Start of Block

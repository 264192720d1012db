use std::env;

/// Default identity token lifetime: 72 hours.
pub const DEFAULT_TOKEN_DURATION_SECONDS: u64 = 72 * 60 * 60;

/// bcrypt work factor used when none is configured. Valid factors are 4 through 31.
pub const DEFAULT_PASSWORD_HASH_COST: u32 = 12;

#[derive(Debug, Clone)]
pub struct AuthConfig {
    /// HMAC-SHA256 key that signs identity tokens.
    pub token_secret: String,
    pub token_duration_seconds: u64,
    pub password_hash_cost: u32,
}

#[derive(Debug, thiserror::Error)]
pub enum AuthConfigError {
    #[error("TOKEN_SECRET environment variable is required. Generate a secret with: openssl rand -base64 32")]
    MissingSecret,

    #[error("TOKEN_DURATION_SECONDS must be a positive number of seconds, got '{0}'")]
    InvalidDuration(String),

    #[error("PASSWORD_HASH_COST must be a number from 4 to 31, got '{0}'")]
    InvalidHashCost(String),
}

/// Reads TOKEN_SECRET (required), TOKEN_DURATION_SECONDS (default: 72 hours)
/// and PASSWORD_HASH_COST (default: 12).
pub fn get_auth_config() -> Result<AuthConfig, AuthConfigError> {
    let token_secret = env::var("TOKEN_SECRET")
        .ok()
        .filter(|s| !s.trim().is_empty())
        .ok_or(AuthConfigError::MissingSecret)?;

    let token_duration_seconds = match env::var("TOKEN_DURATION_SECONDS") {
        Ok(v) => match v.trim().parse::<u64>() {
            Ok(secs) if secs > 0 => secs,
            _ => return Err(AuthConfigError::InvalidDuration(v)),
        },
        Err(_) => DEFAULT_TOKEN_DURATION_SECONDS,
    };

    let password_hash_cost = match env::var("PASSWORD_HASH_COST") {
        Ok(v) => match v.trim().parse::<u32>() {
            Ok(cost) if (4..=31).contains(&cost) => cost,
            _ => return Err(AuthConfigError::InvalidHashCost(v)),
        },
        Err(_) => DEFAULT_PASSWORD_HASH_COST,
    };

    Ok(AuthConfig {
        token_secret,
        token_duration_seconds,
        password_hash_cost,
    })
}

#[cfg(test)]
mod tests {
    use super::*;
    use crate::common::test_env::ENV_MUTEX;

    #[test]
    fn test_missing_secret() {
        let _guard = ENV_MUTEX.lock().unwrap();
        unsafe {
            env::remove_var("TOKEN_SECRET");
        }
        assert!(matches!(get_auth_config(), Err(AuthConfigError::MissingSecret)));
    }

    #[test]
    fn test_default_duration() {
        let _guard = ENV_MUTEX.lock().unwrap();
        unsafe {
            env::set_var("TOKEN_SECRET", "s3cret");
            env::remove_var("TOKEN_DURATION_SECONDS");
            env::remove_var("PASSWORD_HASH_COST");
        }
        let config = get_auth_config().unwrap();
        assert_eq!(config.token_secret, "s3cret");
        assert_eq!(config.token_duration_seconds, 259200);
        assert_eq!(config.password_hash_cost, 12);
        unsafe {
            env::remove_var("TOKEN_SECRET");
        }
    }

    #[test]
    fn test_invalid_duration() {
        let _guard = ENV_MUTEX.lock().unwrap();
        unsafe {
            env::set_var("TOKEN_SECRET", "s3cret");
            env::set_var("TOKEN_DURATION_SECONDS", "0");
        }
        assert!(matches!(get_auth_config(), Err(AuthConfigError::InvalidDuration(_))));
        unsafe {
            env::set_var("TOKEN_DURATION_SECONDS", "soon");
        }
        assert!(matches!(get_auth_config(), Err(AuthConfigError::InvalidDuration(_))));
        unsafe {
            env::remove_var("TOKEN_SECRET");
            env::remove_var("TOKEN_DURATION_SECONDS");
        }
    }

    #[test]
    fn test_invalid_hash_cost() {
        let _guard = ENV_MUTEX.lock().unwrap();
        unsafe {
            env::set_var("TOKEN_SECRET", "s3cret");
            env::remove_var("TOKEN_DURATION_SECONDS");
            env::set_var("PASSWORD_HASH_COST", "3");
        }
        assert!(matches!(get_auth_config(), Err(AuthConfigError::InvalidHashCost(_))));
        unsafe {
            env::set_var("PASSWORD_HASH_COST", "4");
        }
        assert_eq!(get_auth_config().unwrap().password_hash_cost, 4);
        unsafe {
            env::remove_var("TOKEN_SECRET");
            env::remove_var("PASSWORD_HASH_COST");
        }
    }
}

End of Block

▶ **Problem details**
How many lines in the records above hold the string "trim"? Only the number is wanted.

▶ **Result of this task**
3